Task prompt:
In the material below, find each line with the string "filename" and copy it.

Given records:
[Start of Attachment]

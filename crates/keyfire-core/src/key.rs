// Keyfire Key Type
// Key codes from Linux input-event-codes.h and their symbolic names

use std::fmt;
use std::str::FromStr;
use std::sync::OnceLock;

/// Number of key codes the kernel can report (`KEY_CNT`).
///
/// Every code in `[0, MAX_KEY)` is a valid index into a [`KeyState`](crate::KeyState).
pub const MAX_KEY: u16 = 0x300;

/// Represents a single keyboard key code.
///
/// This is a newtype wrapper around u16 for type safety.
/// The numeric values match Linux input-event-codes.h definitions.
#[derive(Debug, Clone, Copy, PartialEq, Eq, Hash, PartialOrd, Ord)]
#[repr(transparent)]
pub struct Key(pub u16);

impl Key {
    pub const ESC: Key = Key(1);
    pub const T: Key = Key(20);
    pub const LEFTCTRL: Key = Key(29);
    pub const LEFTSHIFT: Key = Key(42);
    pub const LEFTALT: Key = Key(56);
    pub const LEFTMETA: Key = Key(125);

    /// Get the raw numeric code value
    pub fn code(self) -> u16 {
        self.0
    }

    /// Whether the code fits in `[0, MAX_KEY)`
    pub fn is_valid(self) -> bool {
        self.0 < MAX_KEY
    }

    /// Get the name of this key
    pub fn name(self) -> &'static str {
        key_name(self.0)
    }
}

impl From<u16> for Key {
    fn from(code: u16) -> Self {
        Key(code)
    }
}

impl From<Key> for u16 {
    fn from(key: Key) -> Self {
        key.0
    }
}

impl fmt::Display for Key {
    fn fmt(&self, f: &mut fmt::Formatter<'_>) -> fmt::Result {
        write!(f, "{}", self.name())
    }
}

impl FromStr for Key {
    type Err = String;

    fn from_str(s: &str) -> Result<Self, Self::Err> {
        key_from_name(s).ok_or_else(|| format!("Unknown key: {}", s))
    }
}
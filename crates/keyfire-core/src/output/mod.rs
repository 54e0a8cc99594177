// Keyfire Output Layer
// Where activated shortcut commands go

mod launcher;

pub use launcher::{CommandSink, LaunchError, ProcessLauncher, RecordingSink};
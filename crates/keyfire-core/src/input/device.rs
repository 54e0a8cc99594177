// Keyfire Input Layer - Device Capabilities
// Capability analysis deciding whether an opened device is worth watching

use std::io;
use std::path::PathBuf;

use crate::state::KeySet;
use crate::Key;

/// Errors that can occur when opening a device
#[derive(Debug, thiserror::Error)]
pub enum DeviceError {
    #[error("failed to open {path}: {source}")]
    Open {
        path: PathBuf,
        #[source]
        source: io::Error,
    },

    #[error("{path} does not report key events")]
    NotKeyCapable { path: PathBuf },
}

/// Device capabilities extracted from the evdev capability bits
#[derive(Debug, Clone, Default)]
pub struct DeviceCapabilities {
    /// Whether the device supports EV_KEY events
    pub has_ev_key: bool,
    /// Supported key codes (EV_KEY capability codes)
    pub supported_keys: KeySet,
}

impl DeviceCapabilities {
    /// Create a new DeviceCapabilities struct
    pub fn new(has_ev_key: bool, supported_keys: impl IntoIterator<Item = Key>) -> Self {
        Self {
            has_ev_key,
            supported_keys: supported_keys.into_iter().collect(),
        }
    }

    /// Check if a specific key is supported
    pub fn supports_key(&self, key: Key) -> bool {
        self.supported_keys.contains(key)
    }
}

/// Determine if a device reports keyboard-like key events.
///
/// The device must advertise EV_KEY and have an ESC key. Mice, lid
/// switches and power buttons advertise EV_KEY too, but not ESC.
pub fn is_key_capable(capabilities: &DeviceCapabilities) -> bool {
    capabilities.has_ev_key && capabilities.supports_key(Key::ESC)
}

#[cfg(test)]
mod tests {
    use super::*;

    fn make_keyboard_caps() -> DeviceCapabilities {
        let mut keys: Vec<Key> = (1..=88).map(Key::from).collect();
        keys.extend([Key::LEFTMETA, Key::from(97), Key::from(100)]);
        DeviceCapabilities::new(true, keys)
    }

    fn make_mouse_caps() -> DeviceCapabilities {
        // BTN_LEFT, BTN_RIGHT, BTN_MIDDLE
        DeviceCapabilities::new(true, [272, 273, 274].map(Key::from))
    }

    #[test]
    fn test_keyboard_is_key_capable() {
        assert!(is_key_capable(&make_keyboard_caps()));
    }

    #[test]
    fn test_mouse_is_not_key_capable() {
        assert!(!is_key_capable(&make_mouse_caps()));
    }

    #[test]
    fn test_no_ev_key_is_not_key_capable() {
        let caps = DeviceCapabilities::new(false, [Key::ESC]);
        assert!(!is_key_capable(&caps));
    }

    #[test]
    fn test_power_button_is_not_key_capable() {
        let caps = DeviceCapabilities::new(true, [Key::from(116)]); // POWER
        assert!(!is_key_capable(&caps));
    }

    #[test]
    fn test_device_capabilities_supports_key() {
        let caps = DeviceCapabilities::new(true, [16, 17, 18, 30, 57].map(Key::from));
        assert!(caps.supports_key(Key::from(16))); // Q
        assert!(caps.supports_key(Key::from(30))); // A
        assert!(!caps.supports_key(Key::from(100)));
    }
}
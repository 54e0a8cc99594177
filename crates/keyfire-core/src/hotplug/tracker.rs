// Keyfire Hotplug Layer - Tracked Devices
// Filter policy and idempotent bookkeeping for hotplug notifications

use std::path::PathBuf;

use indexmap::IndexMap;

use super::HotplugEvent;
use crate::input::DeviceId;

/// What a notification says happened to a device
#[derive(Debug, Clone, Copy, PartialEq, Eq, strum_macros::Display)]
#[strum(serialize_all = "lowercase")]
pub enum NoticeAction {
    /// Present at enumeration time
    Present,
    Add,
    Change,
    Remove,
    /// Any other action (bind, unbind, online, ...)
    Other,
}

impl NoticeAction {
    /// Map a udev action string
    pub fn from_action(action: &str) -> Self {
        match action {
            "add" => NoticeAction::Add,
            "change" => NoticeAction::Change,
            "remove" | "offline" => NoticeAction::Remove,
            _ => NoticeAction::Other,
        }
    }

    pub fn is_removal(self) -> bool {
        self == NoticeAction::Remove
    }
}

/// Platform-neutral view of one device notification
#[derive(Debug, Clone, PartialEq, Eq)]
pub struct DeviceNotice {
    pub action: NoticeAction,
    pub id: DeviceId,
    /// Existing event node for the device, if it has one
    pub path: Option<PathBuf>,
    /// Advertises keyboard or generic key input
    pub key_input: bool,
    /// The platform finished setting the device up
    pub initialized: bool,
}

/// Identities of the devices that passed the filter policy.
///
/// Additions are filtered: the device must report key input, be
/// initialized and have an existing node. Removals are unconditional for
/// tracked identities. Re-adding a tracked identity is a no-op.
#[derive(Debug, Default, Clone)]
pub struct HotplugTracker {
    known: IndexMap<DeviceId, PathBuf>,
}

impl HotplugTracker {
    pub fn new() -> Self {
        Self::default()
    }

    /// Track every acceptable device from an enumeration and return them.
    pub fn seed<I>(&mut self, notices: I) -> Vec<(DeviceId, PathBuf)>
    where
        I: IntoIterator<Item = DeviceNotice>,
    {
        notices
            .into_iter()
            .filter_map(|notice| match self.observe(notice) {
                HotplugEvent::Added(id, path) => Some((id, path)),
                _ => None,
            })
            .collect()
    }

    /// Apply one notification
    pub fn observe(&mut self, notice: DeviceNotice) -> HotplugEvent {
        if notice.action.is_removal() {
            return match self.known.shift_remove(&notice.id) {
                Some(_) => HotplugEvent::Removed(notice.id),
                None => HotplugEvent::NoOp,
            };
        }

        if !notice.key_input {
            log::trace!("Skipping non-keyboard {}", notice.id);
            return HotplugEvent::NoOp;
        }

        // Not initialized yet. Dropped rather than queued; udev sends
        // another notification once the device is set up.
        if !notice.initialized {
            log::debug!("Skipping uninitialized {} ({})", notice.id, notice.action);
            return HotplugEvent::NoOp;
        }

        if self.known.contains_key(&notice.id) {
            return HotplugEvent::NoOp;
        }

        let Some(path) = notice.path else {
            log::debug!("Skipping {}: no device node", notice.id);
            return HotplugEvent::NoOp;
        };

        log::debug!("Found keyboard {} at {}", notice.id, path.display());
        self.known.insert(notice.id.clone(), path.clone());
        HotplugEvent::Added(notice.id, path)
    }

    pub fn forget(&mut self, id: &DeviceId) -> bool {
        self.known.shift_remove(id).is_some()
    }

    pub fn contains(&self, id: &DeviceId) -> bool {
        self.known.contains_key(id)
    }

    pub fn len(&self) -> usize {
        self.known.len()
    }

    pub fn is_empty(&self) -> bool {
        self.known.is_empty()
    }
}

[End of Attachment]

Your response:
filename crates/keyfire-core/src/key.rs
filename crates/keyfire-core/src/output/mod.rs
filename crates/keyfire-core/src/input/device.rs
filename crates/keyfire-core/src/hotplug/tracker.rs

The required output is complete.